● Work request
An identical copy of every entry below is the required output.

● Recorded information
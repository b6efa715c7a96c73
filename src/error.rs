//! Error types for the salvage pipeline.
//!
//! Hard failures are rare: the fallback engine degrades gracefully and reports
//! recoverable conditions as [`ExtractionWarning`] values instead of errors.

/// Result type alias for library operations.
pub type Result<T> = std::result::Result<T, Error>;

/// Errors that can occur while salvaging text.
#[derive(Debug, thiserror::Error)]
pub enum Error {
    /// Input exceeds the configured size limit (the only fatal extraction condition)
    #[error("Input too large: {size} bytes exceeds limit of {limit} bytes")]
    InputTooLarge {
        /// Size of the rejected input in bytes
        size: usize,
        /// Configured limit in bytes
        limit: usize,
    },

    /// Stream decoding error
    #[error("Stream decoding error: {0}")]
    Decode(String),

    /// Decompressed output grew beyond the configured cap
    #[error("Decompressed size exceeds limit of {0} bytes")]
    InflateLimitExceeded(usize),

    /// IO error
    #[error("IO error: {0}")]
    Io(#[from] std::io::Error),

    /// JSON error
    #[error("JSON error: {0}")]
    Json(#[from] serde_json::Error),

    /// Spreadsheet or office container error
    #[error("Office document error: {0}")]
    Office(String),
}

/// Advisory diagnostics collected during an extraction.
///
/// Warnings never change the returned text.
#[derive(Debug, Clone, PartialEq, Eq, thiserror::Error)]
pub enum ExtractionWarning {
    /// No `stream ... endstream` block was found
    #[error("no stream blocks found")]
    NoStreamBlocks,

    /// Blocks exist but none was flagged as FlateDecode
    #[error("no flate blocks found")]
    NoFlateBlocks,

    /// Every inflate attempt failed for a flagged block
    #[error("inflate failed for block {block}: {reason}")]
    InflateFailed {
        /// Zero-based block index in document order
        block: usize,
        /// Last decoder error
        reason: String,
    },

    /// Inflated output grew beyond the configured cap
    #[error("inflate for block {block} exceeded {limit} bytes")]
    InflateLimitExceeded {
        /// Zero-based block index in document order
        block: usize,
        /// Configured cap in bytes
        limit: usize,
    },

    /// The whole pipeline produced no text
    #[error("no extractable text found; the PDF may be image-based or heavily encoded")]
    NoTextFound,
}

● Answer box
repository b6efa715c7a96c73
filename src/error.rs
//! Error types for the salvage pipeline.
//!
//! Hard failures are rare: the fallback engine degrades gracefully and reports
//! recoverable conditions as [`ExtractionWarning`] values instead of errors.

/// Result type alias for library operations.
pub type Result<T> = std::result::Result<T, Error>;

/// Errors that can occur while salvaging text.
#[derive(Debug, thiserror::Error)]
pub enum Error {
    /// Input exceeds the configured size limit (the only fatal extraction condition)
    #[error("Input too large: {size} bytes exceeds limit of {limit} bytes")]
    InputTooLarge {
        /// Size of the rejected input in bytes
        size: usize,
        /// Configured limit in bytes
        limit: usize,
    },

    /// Stream decoding error
    #[error("Stream decoding error: {0}")]
    Decode(String),

    /// Decompressed output grew beyond the configured cap
    #[error("Decompressed size exceeds limit of {0} bytes")]
    InflateLimitExceeded(usize),

    /// IO error
    #[error("IO error: {0}")]
    Io(#[from] std::io::Error),

    /// JSON error
    #[error("JSON error: {0}")]
    Json(#[from] serde_json::Error),

    /// Spreadsheet or office container error
    #[error("Office document error: {0}")]
    Office(String),
}

/// Advisory diagnostics collected during an extraction.
///
/// Warnings never change the returned text.
#[derive(Debug, Clone, PartialEq, Eq, thiserror::Error)]
pub enum ExtractionWarning {
    /// No `stream ... endstream` block was found
    #[error("no stream blocks found")]
    NoStreamBlocks,

    /// Blocks exist but none was flagged as FlateDecode
    #[error("no flate blocks found")]
    NoFlateBlocks,

    /// Every inflate attempt failed for a flagged block
    #[error("inflate failed for block {block}: {reason}")]
    InflateFailed {
        /// Zero-based block index in document order
        block: usize,
        /// Last decoder error
        reason: String,
    },

    /// Inflated output grew beyond the configured cap
    #[error("inflate for block {block} exceeded {limit} bytes")]
    InflateLimitExceeded {
        /// Zero-based block index in document order
        block: usize,
        /// Configured cap in bytes
        limit: usize,
    },

    /// The whole pipeline produced no text
    #[error("no extractable text found; the PDF may be image-based or heavily encoded")]
    NoTextFound,
}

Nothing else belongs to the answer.